// ============================================================================
// Credential loading: flags > YAML credentials file > environment
// ============================================================================

use std::path::{Path, PathBuf};

use anyhow::Result;
use flickr_core::Credentials;
use serde::{Deserialize, Serialize};
use tracing::debug;

use crate::errors::FileIoError;

pub const ENV_API_KEY: &str = "FLICKR_API_KEY";
pub const ENV_API_SECRET: &str = "FLICKR_API_SECRET";
pub const ENV_OAUTH_TOKEN: &str = "FLICKR_OAUTH_TOKEN";
pub const ENV_OAUTH_TOKEN_SECRET: &str = "FLICKR_OAUTH_TOKEN_SECRET";

/// On-disk layout of a credentials file
#[derive(Debug, Clone, Default, PartialEq, Eq, Serialize, Deserialize)]
pub struct CredentialFile {
    #[serde(default)]
    pub api_key: String,
    #[serde(default)]
    pub api_secret: String,
    #[serde(default, skip_serializing_if = "String::is_empty")]
    pub oauth_token: String,
    #[serde(default, skip_serializing_if = "String::is_empty")]
    pub oauth_token_secret: String,
}

impl From<&Credentials> for CredentialFile {
    fn from(creds: &Credentials) -> Self {
        Self {
            api_key: creds.consumer_key.clone(),
            api_secret: creds.consumer_secret.clone(),
            oauth_token: creds.access_token.clone().unwrap_or_default(),
            oauth_token_secret: creds.access_token_secret.clone().unwrap_or_default(),
        }
    }
}

/// Values given on the command line
#[derive(Debug, Clone, Default)]
pub struct CredentialFlags {
    pub api_key: Option<String>,
    pub api_secret: Option<String>,
    pub oauth_token: Option<String>,
    pub oauth_token_secret: Option<String>,
    pub creds_file: Option<PathBuf>,
}

/// Merge flags, the optional credentials file, and the environment
pub fn load(flags: &CredentialFlags) -> Result<Credentials> {
    let file = match &flags.creds_file {
        Some(path) => Some(read_file(path)?),
        None => None,
    };

    let pick = |flag: &Option<String>, from_file: Option<&String>, env: &str| -> Option<String> {
        flag.clone()
            .filter(|v| !v.is_empty())
            .or_else(|| from_file.filter(|v| !v.is_empty()).cloned())
            .or_else(|| std::env::var(env).ok().filter(|v| !v.is_empty()))
    };

    let creds = Credentials {
        consumer_key: pick(&flags.api_key, file.as_ref().map(|f| &f.api_key), ENV_API_KEY)
            .unwrap_or_default(),
        consumer_secret: pick(&flags.api_secret, file.as_ref().map(|f| &f.api_secret), ENV_API_SECRET)
            .unwrap_or_default(),
        access_token: pick(
            &flags.oauth_token,
            file.as_ref().map(|f| &f.oauth_token),
            ENV_OAUTH_TOKEN,
        ),
        access_token_secret: pick(
            &flags.oauth_token_secret,
            file.as_ref().map(|f| &f.oauth_token_secret),
            ENV_OAUTH_TOKEN_SECRET,
        ),
    };

    debug!(
        "Loaded credentials (api key present: {}, oauth: {})",
        !creds.consumer_key.is_empty(),
        creds.has_oauth()
    );
    Ok(creds)
}

fn read_file(path: &Path) -> Result<CredentialFile> {
    let data = std::fs::read_to_string(path).map_err(|e| FileIoError {
        action: "read credentials file",
        path: path.to_path_buf(),
        source: e,
    })?;

    let file: CredentialFile = serde_yaml::from_str(&data).map_err(|e| {
        flickr_core::FlickrError::Input(format!(
            "failed to parse credentials file {}: {}",
            path.display(),
            e
        ))
    })?;
    Ok(file)
}

/// Write credentials as YAML, readable only by the owner on unix
pub fn save(creds: &Credentials, path: &Path) -> Result<()> {
    let yaml = serde_yaml::to_string(&CredentialFile::from(creds))?;

    let io_err = |e| FileIoError {
        action: "write credentials file",
        path: path.to_path_buf(),
        source: e,
    };

    #[cfg(unix)]
    {
        use std::io::Write;
        use std::os::unix::fs::OpenOptionsExt;

        let mut file = std::fs::OpenOptions::new()
            .write(true)
            .create(true)
            .truncate(true)
            .mode(0o600)
            .open(path)
            .map_err(io_err)?;
        file.write_all(yaml.as_bytes()).map_err(io_err)?;
    }

    #[cfg(not(unix))]
    std::fs::write(path, yaml).map_err(io_err)?;

    Ok(())
}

============

### THE TASK:
Please reproduce the lines from the line with "file > environment" to the line with "and the environment", both ends included, exactly as they appear above.

### EXERCISE RESPONSE:
// Credential loading: flags > YAML credentials file > environment
// ============================================================================

use std::path::{Path, PathBuf};

use anyhow::Result;
use flickr_core::Credentials;
use serde::{Deserialize, Serialize};
use tracing::debug;

use crate::errors::FileIoError;

pub const ENV_API_KEY: &str = "FLICKR_API_KEY";
pub const ENV_API_SECRET: &str = "FLICKR_API_SECRET";
pub const ENV_OAUTH_TOKEN: &str = "FLICKR_OAUTH_TOKEN";
pub const ENV_OAUTH_TOKEN_SECRET: &str = "FLICKR_OAUTH_TOKEN_SECRET";

/// On-disk layout of a credentials file
#[derive(Debug, Clone, Default, PartialEq, Eq, Serialize, Deserialize)]
pub struct CredentialFile {
    #[serde(default)]
    pub api_key: String,
    #[serde(default)]
    pub api_secret: String,
    #[serde(default, skip_serializing_if = "String::is_empty")]
    pub oauth_token: String,
    #[serde(default, skip_serializing_if = "String::is_empty")]
    pub oauth_token_secret: String,
}

impl From<&Credentials> for CredentialFile {
    fn from(creds: &Credentials) -> Self {
        Self {
            api_key: creds.consumer_key.clone(),
            api_secret: creds.consumer_secret.clone(),
            oauth_token: creds.access_token.clone().unwrap_or_default(),
            oauth_token_secret: creds.access_token_secret.clone().unwrap_or_default(),
        }
    }
}

/// Values given on the command line
#[derive(Debug, Clone, Default)]
pub struct CredentialFlags {
    pub api_key: Option<String>,
    pub api_secret: Option<String>,
    pub oauth_token: Option<String>,
    pub oauth_token_secret: Option<String>,
    pub creds_file: Option<PathBuf>,
}

/// Merge flags, the optional credentials file, and the environment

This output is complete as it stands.